### ACTIVITY
If a line below includes the string "members", copy it.

====== DATASET RECORDS

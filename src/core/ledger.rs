//! Ledger storage
//!
//! This module provides the `Ledger`, the in-memory store of groups, their
//! members and their validated expenses. Snapshots handed to the core are
//! owned copies, so reports never hold a borrow on the store.

use crate::core::traits::LedgerStore;
use crate::core::validation::validate_expense;
use crate::types::{
    Expense, ExpenseDraft, Group, GroupId, GroupSnapshot, Member, SplitError,
};
use std::collections::HashMap;

/// One group together with its expenses
///
/// Shared by the synchronous `Ledger` and the concurrent `SharedLedger`.
#[derive(Debug, Clone)]
pub struct GroupLedger {
    group: Group,
    expenses: Vec<Expense>,
}

impl GroupLedger {
    pub fn new(group: Group) -> Self {
        GroupLedger {
            group,
            expenses: Vec::new(),
        }
    }

    pub fn group(&self) -> &Group {
        &self.group
    }

    pub fn expenses(&self) -> &[Expense] {
        &self.expenses
    }

    /// Add a member, returning whether it was new
    pub fn add_member(&mut self, member: Member) -> bool {
        self.group.add_member(member)
    }

    /// Validate a draft and store the resulting expense
    ///
    /// # Errors
    ///
    /// Returns `DuplicateExpense` if the id is taken, otherwise any validation
    /// error. Nothing is stored on failure.
    pub fn add_expense(&mut self, draft: ExpenseDraft) -> Result<(), SplitError> {
        if self.expenses.iter().any(|expense| expense.id == draft.id) {
            return Err(SplitError::DuplicateExpense {
                group: self.group.id,
                expense: draft.id,
            });
        }

        let expense = validate_expense(draft, &self.group)?;
        self.expenses.push(expense);
        Ok(())
    }

    /// Owned copy of the group's current state
    pub fn snapshot(&self) -> GroupSnapshot {
        GroupSnapshot {
            group: self.group.id,
            name: self.group.name.clone(),
            members: self.group.members.clone(),
            expenses: self.expenses.clone(),
        }
    }
}

/// In-memory ledger of all groups
///
/// Uses a HashMap keyed by group id; group ordering is restored when ids are
/// listed.
#[derive(Debug, Default)]
pub struct Ledger {
    groups: HashMap<GroupId, GroupLedger>,
}

impl Ledger {
    /// Create an empty ledger
    pub fn new() -> Self {
        Ledger {
            groups: HashMap::new(),
        }
    }

    /// Create a new, empty group
    ///
    /// # Errors
    ///
    /// Returns `DuplicateGroup` if the id is already in use.
    pub fn create_group(&mut self, id: GroupId, name: &str) -> Result<(), SplitError> {
        if self.groups.contains_key(&id) {
            return Err(SplitError::DuplicateGroup { group: id });
        }
        self.groups.insert(id, GroupLedger::new(Group::new(id, name)));
        Ok(())
    }

    /// Add a member to a group
    ///
    /// Returns `Ok(true)` when the member is new and `Ok(false)` when it was
    /// already present (the first display name is kept).
    ///
    /// # Errors
    ///
    /// Returns `GroupNotFound` if the group does not exist.
    pub fn add_member(&mut self, group: GroupId, member: Member) -> Result<bool, SplitError> {
        self.group_mut(group).map(|ledger| ledger.add_member(member))
    }

    /// Validate and store an expense
    ///
    /// # Errors
    ///
    /// Returns `GroupNotFound`, `DuplicateExpense`, or the first validation
    /// failure of the draft.
    pub fn add_expense(&mut self, draft: ExpenseDraft) -> Result<(), SplitError> {
        self.group_mut(draft.group)?.add_expense(draft)
    }

    fn group_mut(&mut self, group: GroupId) -> Result<&mut GroupLedger, SplitError> {
        self.groups
            .get_mut(&group)
            .ok_or(SplitError::GroupNotFound { group })
    }
}

impl LedgerStore for Ledger {
    fn group_ids(&self) -> Vec<GroupId> {
        let mut ids: Vec<GroupId> = self.groups.keys().copied().collect();
        ids.sort_unstable();
        ids
    }

    fn snapshot(&self, group: GroupId) -> Result<GroupSnapshot, SplitError> {
        self.groups
            .get(&group)
            .map(GroupLedger::snapshot)
            .ok_or(SplitError::GroupNotFound { group })
    }

    fn member_count(&self, group: GroupId) -> usize {
        self.groups
            .get(&group)
            .map_or(0, |ledger| ledger.group().members.len())
    }
}
//! Pending expense drafts
//!
//! Expense, payment and split records are gathered here until input is
//! exhausted, then committed in the order their expense was first seen.

use crate::types::{ExpenseDraft, ExpenseId, GroupId, LedgerRecord, PaymentDraft, SplitDraft};
use std::collections::HashMap;

/// Drafts keyed by (group, expense), remembering first-seen order
#[derive(Debug, Default)]
pub struct DraftBook {
    order: Vec<(GroupId, ExpenseId)>,
    drafts: HashMap<(GroupId, ExpenseId), ExpenseDraft>,
}

impl DraftBook {
    pub fn new() -> Self {
        Self::default()
    }

    /// The draft for an expense, created empty on first use
    pub fn entry_mut(&mut self, group: GroupId, expense: ExpenseId) -> &mut ExpenseDraft {
        let order = &mut self.order;
        self.drafts.entry((group, expense)).or_insert_with(|| {
            order.push((group, expense));
            ExpenseDraft::new(group, expense)
        })
    }

    /// Add an expense, payment or split record to its draft
    ///
    /// `roster` is the group's member count when the record was read; payment
    /// and split lines keep it so that validation only accepts members who
    /// had joined by then. Group and member records are ignored.
    pub fn stage(&mut self, record: LedgerRecord, roster: usize) {
        match record {
            LedgerRecord::Expense {
                group,
                expense,
                description,
            } => {
                let draft = self.entry_mut(group, expense);
                if description.is_some() {
                    draft.description = description;
                }
            }
            LedgerRecord::Payment {
                group,
                expense,
                payer,
                amount,
            } => self
                .entry_mut(group, expense)
                .payments
                .push(PaymentDraft {
                    payer,
                    amount,
                    roster: Some(roster),
                }),
            LedgerRecord::Split {
                group,
                expense,
                member,
                share,
            } => self
                .entry_mut(group, expense)
                .splits
                .push(SplitDraft {
                    member,
                    share,
                    roster: Some(roster),
                }),
            LedgerRecord::Group { .. } | LedgerRecord::Member { .. } => {}
        }
    }

    pub fn len(&self) -> usize {
        self.order.len()
    }

    pub fn is_empty(&self) -> bool {
        self.order.is_empty()
    }

    /// Remove and return every draft in first-seen order
    pub fn drain(&mut self) -> Vec<ExpenseDraft> {
        let mut drafts = std::mem::take(&mut self.drafts);
        std::mem::take(&mut self.order)
            .into_iter()
            .filter_map(|key| drafts.remove(&key))
            .collect()
    }
}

============

### COMPLETED EXERCISE
//! members and their validated expenses. Snapshots handed to the core are
            members: self.group.members.clone(),
            .map_or(0, |ledger| ledger.group().members.len())
    /// and split lines keep it so that validation only accepts members who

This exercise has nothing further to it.